What is needed: From the records below, copy every line that contains the word "RestoreDecision".

Stored data:
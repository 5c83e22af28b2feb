//! Smart Restore Locator: bounded binary search for the latest healthy
//! point of a table.
//!
//! State machine:
//! `Initialized → Searching → BoundaryFound → Validated → Terminal(outcome)`.
//! Degenerate paths jump straight to `Terminal`. The search assumes a single
//! contiguous corruption event; when stability probes contradict that, the
//! outcome degrades to `LowConfidence` instead of guessing.

mod confidence;

use std::sync::Arc;
use std::time::Instant;

use chrono::{DateTime, Utc};
use tracing::{debug, info, warn};

use flightvault_core::config::LocatorConfig;
use flightvault_core::errors::{FlightVaultResult, StoreError};
use flightvault_core::models::{
    CandidateWindow, HealthScore, LocateOutcome, LocateResult, LocatorState, ProbePurpose,
    ProbeRecord, SchemaDescriptor, Snapshot,
};
use flightvault_core::time::format_timestamp;
use flightvault_core::traits::ITemporalStore;

pub use confidence::{confidence, halvings_needed, iteration_cap, ConfidenceInputs};

use crate::health::{HealthBaseline, HealthScorer, ReferenceIndex, ScoringContext};

/// What to search.
#[derive(Debug, Clone, Copy)]
pub struct LocateRequest<'a> {
    pub schema: &'a SchemaDescriptor,
    /// Key sets of referenced tables' current state.
    pub references: &'a ReferenceIndex,
    pub window: CandidateWindow,
    /// Abort the search once this instant passes.
    pub deadline: Option<Instant>,
}

/// Binary-searches a window for the latest healthy snapshot.
pub struct SmartRestoreLocator {
    config: LocatorConfig,
    scorer: Arc<HealthScorer>,
}

impl SmartRestoreLocator {
    pub fn new(config: LocatorConfig, scorer: Arc<HealthScorer>) -> Self {
        Self { config, scorer }
    }

    pub fn config(&self) -> &LocatorConfig {
        &self.config
    }

    pub fn threshold(&self) -> f64 {
        self.scorer.threshold()
    }

    /// Run one search.
    ///
    /// Missing or expired points in time end the search as `Failed`. Other
    /// adapter errors are returned as errors.
    pub fn locate(
        &self,
        store: &dyn ITemporalStore,
        request: &LocateRequest<'_>,
    ) -> FlightVaultResult<LocateResult> {
        let started = Instant::now();
        let mut run = SearchRun::new(self, store, request);

        let result = match run.run() {
            Ok(result) => result,
            Err(Halt::Deadline) => run.deadline_exceeded(),
            Err(Halt::Store(e)) => match e {
                StoreError::NoSuchTimestamp { .. } | StoreError::OutOfRetentionWindow { .. } => {
                    run.failed(&e)
                }
                other => return Err(other.into()),
            },
        };

        info!(
            table = %result.table,
            outcome = ?result.outcome,
            confidence = result.confidence,
            iterations = result.iterations,
            probes = result.probes.len(),
            elapsed_ms = started.elapsed().as_millis() as u64,
            "restore point search finished"
        );
        Ok(result)
    }
}

/// Why a search stopped early.
enum Halt {
    Deadline,
    Store(StoreError),
}

impl From<StoreError> for Halt {
    fn from(e: StoreError) -> Self {
        Self::Store(e)
    }
}

#[derive(Debug, Clone, Copy)]
struct Verdict {
    at: DateTime<Utc>,
    score: f64,
    healthy: bool,
}

struct SearchRun<'a> {
    locator: &'a SmartRestoreLocator,
    store: &'a dyn ITemporalStore,
    request: &'a LocateRequest<'a>,
    baseline: HealthBaseline,
    anchor: Option<Verdict>,
    states: Vec<LocatorState>,
    probes: Vec<ProbeRecord>,
    warnings: Vec<String>,
    iterations: u32,
    iteration_cap: u32,
}

impl<'a> SearchRun<'a> {
    fn new(
        locator: &'a SmartRestoreLocator,
        store: &'a dyn ITemporalStore,
        request: &'a LocateRequest<'a>,
    ) -> Self {
        Self {
            locator,
            store,
            request,
            baseline: HealthBaseline::empty(),
            anchor: None,
            states: vec![LocatorState::Initialized],
            probes: Vec::new(),
            warnings: Vec::new(),
            iterations: 0,
            iteration_cap: iteration_cap(&request.window, locator.config.iteration_slack),
        }
    }

    fn table(&self) -> &str {
        &self.request.schema.name
    }

    fn transition(&mut self, state: LocatorState) {
        debug!(table = self.table(), ?state, "locator transition");
        self.states.push(state);
    }

    fn fetch(&self, at: DateTime<Utc>) -> Result<Snapshot, Halt> {
        if let Some(deadline) = self.request.deadline {
            if Instant::now() >= deadline {
                return Err(Halt::Deadline);
            }
        }
        let schema = self.request.schema;
        Ok(self.store.snapshot_at(&schema.name, &schema.key_field, at)?)
    }

    fn score(&mut self, snapshot: &Snapshot, purpose: ProbePurpose) -> Verdict {
        let ctx = ScoringContext::new(self.request.schema, &self.baseline, self.request.references);
        let score = self.locator.scorer.score(snapshot, &ctx);
        self.record(&score, purpose)
    }

    fn record(&mut self, score: &HealthScore, purpose: ProbePurpose) -> Verdict {
        let healthy = score.is_healthy();
        let failing_checks: Vec<String> = score
            .failing_checks()
            .into_iter()
            .map(|c| c.name.clone())
            .collect();
        debug!(
            table = self.table(),
            at = %format_timestamp(&score.as_of),
            score = score.score,
            healthy,
            ?purpose,
            failing = ?failing_checks,
            "probe scored"
        );
        self.probes.push(ProbeRecord {
            at: score.as_of,
            score: score.score,
            healthy,
            purpose,
            failing_checks,
        });
        Verdict {
            at: score.as_of,
            score: score.score,
            healthy,
        }
    }

    fn probe(&mut self, at: DateTime<Utc>, purpose: ProbePurpose) -> Result<Verdict, Halt> {
        let snapshot = self.fetch(at)?;
        Ok(self.score(&snapshot, purpose))
    }

    fn run(&mut self) -> Result<LocateResult, Halt> {
        let window = self.request.window;
        let locator = self.locator;
        let config = &locator.config;
        let resolution = config.resolution();
        let samples = config.stability_samples;

        let anchor = self.fetch(window.start)?;
        self.baseline = HealthBaseline::from_snapshot(&anchor, self.request.schema);
        let start = self.score(&anchor, ProbePurpose::Anchor);
        self.anchor = Some(start);

        if !start.healthy {
            let warning = format!(
                "window start {} is unhealthy (score {:.1}); no earlier point was searched",
                format_timestamp(&start.at),
                start.score
            );
            warn!(table = self.table(), score = start.score, "window start is unhealthy");
            self.warnings.push(warning);
            return Ok(self.finish(
                LocateOutcome::LowConfidence,
                Some(start),
                None,
                0.0,
                "the earliest point of the window failed health checks".to_string(),
            ));
        }

        self.transition(LocatorState::Searching);
        let end = self.probe(window.end, ProbePurpose::WindowEnd)?;
        if end.healthy {
            self.transition(LocatorState::Validated);
            let confidence = confidence(&ConfidenceInputs {
                score: start.score,
                threshold: self.locator.threshold(),
                halvings_done: 0,
                halvings_needed: 0,
                stable_samples: samples,
                stability_target: samples,
            });
            return Ok(self.finish(
                LocateOutcome::Success,
                Some(start),
                None,
                confidence,
                "no corruption boundary detected in the window".to_string(),
            ));
        }

        let mut lo = start;
        let mut hi = end;
        while hi.at - lo.at > resolution && self.iterations < self.iteration_cap {
            let mid = lo.at + (hi.at - lo.at) / 2;
            self.iterations += 1;
            let verdict = self.probe(mid, ProbePurpose::Bisect)?;
            if verdict.healthy {
                lo = verdict;
            } else {
                hi = verdict;
            }
        }
        if hi.at - lo.at > resolution {
            warn!(table = self.table(), cap = self.iteration_cap, "iteration cap reached");
            self.warnings.push(format!(
                "iteration cap {} reached with the boundary bracketed to {}s",
                self.iteration_cap,
                (hi.at - lo.at).num_seconds()
            ));
        }
        self.transition(LocatorState::BoundaryFound);

        let (stable, contradicted) = self.stability(lo.at, samples)?;
        if !contradicted {
            self.transition(LocatorState::Validated);
        }

        let confidence = confidence(&ConfidenceInputs {
            score: lo.score,
            threshold: self.locator.threshold(),
            halvings_done: self.iterations,
            halvings_needed: halvings_needed(window.width(), resolution),
            stable_samples: stable,
            stability_target: samples,
        });

        let outcome = if contradicted || confidence < config.confidence_floor {
            LocateOutcome::LowConfidence
        } else {
            LocateOutcome::Success
        };
        let failing = self
            .probes
            .iter()
            .rev()
            .find(|p| p.at == hi.at)
            .map(|p| p.failing_checks.join(", "))
            .unwrap_or_default();
        let reason = format!(
            "latest healthy point {} (score {:.1}); first unhealthy point {} (score {:.1}, failing: {})",
            format_timestamp(&lo.at),
            lo.score,
            format_timestamp(&hi.at),
            hi.score,
            if failing.is_empty() {
                "composite below threshold"
            } else {
                failing.as_str()
            }
        );
        Ok(self.finish(outcome, Some(lo), Some(hi.at), confidence, reason))
    }

    /// Step back from `boundary` one resolution at a time. Points at or
    /// before the window start take the anchor's verdict.
    ///
    /// Returns the consecutive healthy count and whether an unhealthy probe
    /// contradicted the single-event assumption.
    fn stability(&mut self, boundary: DateTime<Utc>, samples: u32) -> Result<(u32, bool), Halt> {
        let start = self.request.window.start;
        let resolution = self.locator.config.resolution();
        let mut stable = 0;
        for k in 1..=samples {
            let at = boundary - resolution * k as i32;
            if at <= start {
                stable += samples - k + 1;
                break;
            }
            let verdict = self.probe(at, ProbePurpose::Stability)?;
            if !verdict.healthy {
                warn!(
                    table = self.table(),
                    at = %format_timestamp(&at),
                    "unhealthy point before the boundary"
                );
                self.warnings.push(format!(
                    "unhealthy snapshot at {} precedes the healthy boundary; corruption may not be a single event",
                    format_timestamp(&at)
                ));
                return Ok((stable, true));
            }
            stable += 1;
        }
        Ok((stable, false))
    }

    fn alternatives(&self, suggested: Option<DateTime<Utc>>) -> Vec<DateTime<Utc>> {
        let mut healthy: Vec<&ProbeRecord> = self
            .probes
            .iter()
            .filter(|p| p.healthy && Some(p.at) != suggested)
            .collect();
        healthy.sort_by(|a, b| b.score.total_cmp(&a.score).then(b.at.cmp(&a.at)));
        let mut out: Vec<DateTime<Utc>> = Vec::new();
        for probe in healthy {
            if out.len() >= self.locator.config.alternatives {
                break;
            }
            if !out.contains(&probe.at) {
                out.push(probe.at);
            }
        }
        out
    }

    fn finish(
        &mut self,
        outcome: LocateOutcome,
        suggested: Option<Verdict>,
        first_unhealthy: Option<DateTime<Utc>>,
        confidence: f64,
        reason: String,
    ) -> LocateResult {
        self.transition(LocatorState::Terminal(outcome));
        let suggested_at = suggested.map(|v| v.at);
        let alternatives = self.alternatives(suggested_at);
        LocateResult {
            table: self.table().to_string(),
            window: self.request.window,
            outcome,
            suggested_timestamp: suggested_at,
            first_unhealthy,
            confidence,
            suggested_score: suggested.map(|v| v.score),
            threshold: self.locator.threshold(),
            iterations: self.iterations,
            iteration_cap: self.iteration_cap,
            states: std::mem::take(&mut self.states),
            probes: std::mem::take(&mut self.probes),
            alternatives,
            warnings: std::mem::take(&mut self.warnings),
            reason,
            failure: None,
        }
    }

    fn deadline_exceeded(&mut self) -> LocateResult {
        warn!(table = self.table(), "search deadline exceeded");
        self.warnings
            .push("deadline exceeded; only the window start is a safe suggestion".to_string());
        let start = self.anchor.unwrap_or(Verdict {
            at: self.request.window.start,
            score: 0.0,
            healthy: false,
        });
        let mut result = self.finish(
            LocateOutcome::LowConfidence,
            Some(start),
            None,
            0.0,
            "search aborted by the caller's deadline".to_string(),
        );
        if self.anchor.is_none() {
            result.suggested_score = None;
        }
        result
    }

    fn failed(&mut self, error: &StoreError) -> LocateResult {
        warn!(table = self.table(), error = %error, "store could not answer");
        let mut result = self.finish(
            LocateOutcome::Failed,
            None,
            None,
            0.0,
            format!("the store could not answer a probe: {error}"),
        );
        result.failure = Some(error.to_string());
        result
    }
}
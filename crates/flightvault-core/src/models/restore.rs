//! Selective restore plans, batches, and results.

use std::collections::BTreeMap;
use std::fmt;

use chrono::{DateTime, Utc};
use serde::{Deserialize, Serialize};
use uuid::Uuid;

use super::diff::DiffSummary;
use super::locate::CorruptionWindow;
use super::record::Record;
use super::value::RecordKey;
use crate::time::format_timestamp;

/// How a record diverged between the restore target and now.
#[derive(Debug, Clone, Copy, PartialEq, Eq, Hash, Serialize, Deserialize)]
#[serde(rename_all = "snake_case")]
pub enum ChangeKind {
    /// Present now, absent at the target.
    Added,
    /// Present at the target, missing now.
    Deleted,
    Modified,
}

impl ChangeKind {
    pub fn as_str(&self) -> &'static str {
        match self {
            Self::Added => "added",
            Self::Deleted => "deleted",
            Self::Modified => "modified",
        }
    }
}

/// What the executor does with one divergence.
#[derive(Debug, Clone, Copy, PartialEq, Eq, Serialize, Deserialize)]
#[serde(rename_all = "snake_case")]
pub enum RestoreDecision {
    /// Bring the record back to its target state.
    Revert,
    /// Leave the current state alone.
    Preserve,
}

/// Where a decision came from.
#[derive(Debug, Clone, PartialEq, Eq, Serialize, Deserialize)]
#[serde(rename_all = "snake_case", tag = "source", content = "name")]
pub enum DecisionSource {
    Default,
    Rule(String),
    Manual,
}

/// Why a divergence needs a human decision.
#[derive(Debug, Clone, PartialEq, Eq, Serialize, Deserialize)]
#[serde(rename_all = "snake_case", tag = "kind")]
pub enum AmbiguityReason {
    /// An added record points at a row that existed at the target and is
    /// gone now.
    ReferencesDeletedRow {
        field: String,
        references_table: String,
        missing_key: RecordKey,
    },
    /// An added record first appeared inside the corruption window.
    CreatedInCorruptionWindow { at: DateTime<Utc> },
    /// A modified record carries no version timestamp.
    UnknownModificationTime,
}

impl fmt::Display for AmbiguityReason {
    fn fmt(&self, f: &mut fmt::Formatter<'_>) -> fmt::Result {
        match self {
            Self::ReferencesDeletedRow {
                field,
                references_table,
                missing_key,
            } => write!(
                f,
                "{field} references {references_table} row {missing_key}, deleted since the target"
            ),
            Self::CreatedInCorruptionWindow { at } => {
                write!(f, "created at {} inside the corruption window", format_timestamp(at))
            }
            Self::UnknownModificationTime => write!(f, "modification time unknown"),
        }
    }
}

/// One classified divergence.
#[derive(Debug, Clone, PartialEq, Serialize, Deserialize)]
pub struct PlanEntry {
    pub key: RecordKey,
    pub kind: ChangeKind,
    pub decision: RestoreDecision,
    pub source: DecisionSource,
    /// Set when the entry is held back for a manual decision. Ambiguous
    /// entries are never auto-applied.
    #[serde(default, skip_serializing_if = "Option::is_none")]
    pub ambiguity: Option<AmbiguityReason>,
    #[serde(default, skip_serializing_if = "Vec::is_empty")]
    pub changed_fields: Vec<String>,
    /// State at the restore target.
    pub target: Option<Record>,
    /// State now.
    pub current: Option<Record>,
    /// Instant the current version became current, if known.
    pub changed_at: Option<DateTime<Utc>>,
}

impl PlanEntry {
    pub fn is_ambiguous(&self) -> bool {
        self.ambiguity.is_some()
    }

    /// Reverted by apply.
    pub fn is_revert(&self) -> bool {
        self.decision == RestoreDecision::Revert && !self.is_ambiguous()
    }
}

/// Which side of a foreign key a violation is on.
#[derive(Debug, Clone, Copy, PartialEq, Eq, Serialize, Deserialize)]
#[serde(rename_all = "snake_case")]
pub enum ViolationDirection {
    /// A reverted record references a row that will not exist.
    Outbound,
    /// Reverting a record leaves more rows elsewhere dangling.
    Inbound,
}

/// A plan warning raised by dependency validation.
#[derive(Debug, Clone, PartialEq, Serialize, Deserialize)]
pub struct DependencyViolation {
    pub direction: ViolationDirection,
    pub table: String,
    pub key: RecordKey,
    pub field: String,
    pub related_table: String,
    pub detail: String,
}

impl fmt::Display for DependencyViolation {
    fn fmt(&self, f: &mut fmt::Formatter<'_>) -> fmt::Result {
        let dir = match self.direction {
            ViolationDirection::Outbound => "outbound",
            ViolationDirection::Inbound => "inbound",
        };
        write!(
            f,
            "{dir} {}.{} (row {}) -> {}: {}",
            self.table, self.field, self.key, self.related_table, self.detail
        )
    }
}

/// What a caller rule does when it matches.
#[derive(Debug, Clone, Copy, PartialEq, Eq, Serialize, Deserialize)]
#[serde(rename_all = "snake_case")]
pub enum RuleAction {
    /// Preserve the current state.
    Keep,
    /// Revert to the target state.
    Restore,
}

impl From<RuleAction> for RestoreDecision {
    fn from(action: RuleAction) -> Self {
        match action {
            RuleAction::Keep => Self::Preserve,
            RuleAction::Restore => Self::Revert,
        }
    }
}

/// Caller-supplied classification rule. Every present criterion must
/// match; rules are tried in order and the first match wins.
#[derive(Debug, Clone, PartialEq, Serialize, Deserialize)]
pub struct ClassificationRule {
    pub name: String,
    #[serde(default)]
    pub kind: Option<ChangeKind>,
    /// Regex matched against changed field names. Added and deleted records
    /// count every field as changed.
    #[serde(default)]
    pub field_pattern: Option<String>,
    /// Bounds on the change timestamp, as the interval `(changed_after, changed_before]`.
    #[serde(default)]
    pub changed_after: Option<DateTime<Utc>>,
    #[serde(default)]
    pub changed_before: Option<DateTime<Utc>>,
    pub action: RuleAction,
}

impl ClassificationRule {
    pub fn new(name: impl Into<String>, action: RuleAction) -> Self {
        Self {
            name: name.into(),
            kind: None,
            field_pattern: None,
            changed_after: None,
            changed_before: None,
            action,
        }
    }

    pub fn for_kind(mut self, kind: ChangeKind) -> Self {
        self.kind = Some(kind);
        self
    }

    pub fn matching_fields(mut self, pattern: impl Into<String>) -> Self {
        self.field_pattern = Some(pattern.into());
        self
    }

    pub fn changed_between(mut self, after: DateTime<Utc>, before: DateTime<Utc>) -> Self {
        self.changed_after = Some(after);
        self.changed_before = Some(before);
        self
    }
}

/// Knobs for planning and applying a selective restore.
#[derive(Debug, Clone, Default)]
pub struct RestoreOptions {
    /// Overrides the default `(target, target + span]`.
    pub corruption_window: Option<CorruptionWindow>,
    pub rules: Vec<ClassificationRule>,
    /// Per-identity decisions that override everything else.
    pub manual: BTreeMap<RecordKey, RestoreDecision>,
    /// Apply even when dependency validation raised warnings.
    pub allow_dependency_violations: bool,
    /// Execute a located restore point below the confidence floor.
    pub confirm_low_confidence: bool,
}

impl RestoreOptions {
    pub fn with_rule(mut self, rule: ClassificationRule) -> Self {
        self.rules.push(rule);
        self
    }

    pub fn with_manual(mut self, key: impl Into<RecordKey>, decision: RestoreDecision) -> Self {
        self.manual.insert(key.into(), decision);
        self
    }

    pub fn with_corruption_window(mut self, window: CorruptionWindow) -> Self {
        self.corruption_window = Some(window);
        self
    }
}

/// Classified divergences between a restore target and now.
#[derive(Debug, Clone, PartialEq, Serialize, Deserialize)]
pub struct RestorePlan {
    pub table: String,
    pub key_field: String,
    pub target_as_of: DateTime<Utc>,
    pub current_as_of: DateTime<Utc>,
    pub corruption_window: CorruptionWindow,
    /// Ordered by identity.
    pub entries: Vec<PlanEntry>,
    pub warnings: Vec<DependencyViolation>,
    pub diff_summary: DiffSummary,
    /// Records in the current state.
    pub current_count: usize,
}

impl RestorePlan {
    pub fn reverts(&self) -> impl Iterator<Item = &PlanEntry> {
        self.entries.iter().filter(|e| e.is_revert())
    }

    pub fn preserved(&self) -> impl Iterator<Item = &PlanEntry> {
        self.entries
            .iter()
            .filter(|e| e.decision == RestoreDecision::Preserve && !e.is_ambiguous())
    }

    pub fn ambiguous(&self) -> impl Iterator<Item = &PlanEntry> {
        self.entries.iter().filter(|e| e.is_ambiguous())
    }

    pub fn revert_count(&self) -> usize {
        self.reverts().count()
    }

    pub fn preserve_count(&self) -> usize {
        self.preserved().count()
    }

    pub fn ambiguous_count(&self) -> usize {
        self.ambiguous().count()
    }

    pub fn entry(&self, key: &RecordKey) -> Option<&PlanEntry> {
        self.entries.iter().find(|e| &e.key == key)
    }

    pub fn has_blocking_warnings(&self) -> bool {
        !self.warnings.is_empty()
    }

    /// Record count once every revert has been applied.
    pub fn projected_count(&self) -> usize {
        let mut count = self.current_count as i64;
        for entry in self.reverts() {
            match entry.kind {
                ChangeKind::Deleted => count += 1,
                ChangeKind::Added => count -= 1,
                ChangeKind::Modified => {}
            }
        }
        count.max(0) as usize
    }

    /// The store mutations that carry out every revert.
    pub fn to_batch(&self, operation_id: Uuid, applied_at: DateTime<Utc>) -> RestoreBatch {
        let ops = self
            .reverts()
            .filter_map(|entry| match entry.kind {
                ChangeKind::Added => Some(RestoreOp::Delete(entry.key.clone())),
                ChangeKind::Deleted | ChangeKind::Modified => entry
                    .target
                    .as_ref()
                    .map(|r| RestoreOp::Upsert(r.without_metadata())),
            })
            .collect();
        RestoreBatch {
            operation_id,
            table: self.table.clone(),
            key_field: self.key_field.clone(),
            target_as_of: self.target_as_of,
            applied_at,
            ops,
        }
    }
}

/// One store mutation.
#[derive(Debug, Clone, PartialEq, Serialize, Deserialize)]
#[serde(rename_all = "snake_case")]
pub enum RestoreOp {
    /// Insert the record, or replace the row with its identity.
    Upsert(Record),
    Delete(RecordKey),
}

/// Mutations applied by the store in one transaction.
#[derive(Debug, Clone, PartialEq, Serialize, Deserialize)]
pub struct RestoreBatch {
    pub operation_id: Uuid,
    pub table: String,
    pub key_field: String,
    pub target_as_of: DateTime<Utc>,
    pub applied_at: DateTime<Utc>,
    pub ops: Vec<RestoreOp>,
}

impl RestoreBatch {
    pub fn is_empty(&self) -> bool {
        self.ops.is_empty()
    }
}

/// Store acknowledgement of an applied batch.
#[derive(Debug, Clone, PartialEq, Eq, Serialize, Deserialize)]
pub struct AppliedRestore {
    pub operation_id: Uuid,
    pub table: String,
    pub applied_at: DateTime<Utc>,
    pub inserted: usize,
    pub updated: usize,
    pub deleted: usize,
    pub record_count: usize,
}

/// Post-restore comparison of reverted identities against the target.
#[derive(Debug, Clone, PartialEq, Serialize, Deserialize)]
pub struct RestoreVerification {
    pub checked: usize,
    pub mismatched: Vec<RecordKey>,
}

impl RestoreVerification {
    pub fn passed(&self) -> bool {
        self.mismatched.is_empty()
    }
}

/// Outcome of `apply`, dry run or real.
#[derive(Debug, Clone, PartialEq, Serialize, Deserialize)]
pub struct RestoreResult {
    pub table: String,
    pub dry_run: bool,
    pub operation_id: Option<Uuid>,
    /// Records re-inserted or reverted to their target state.
    pub restored: usize,
    /// Added records removed.
    pub removed: usize,
    pub preserved: usize,
    pub ambiguous: usize,
    pub duration_ms: u64,
    /// Record count after apply (projected for a dry run).
    pub final_record_count: usize,
    pub verification: Option<RestoreVerification>,
    pub plan: RestorePlan,
}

Answer box:
pub enum RestoreDecision {
    pub decision: RestoreDecision,
        self.decision == RestoreDecision::Revert && !self.is_ambiguous()
impl From<RuleAction> for RestoreDecision {
    pub manual: BTreeMap<RecordKey, RestoreDecision>,
    pub fn with_manual(mut self, key: impl Into<RecordKey>, decision: RestoreDecision) -> Self {
            .filter(|e| e.decision == RestoreDecision::Preserve && !e.is_ambiguous())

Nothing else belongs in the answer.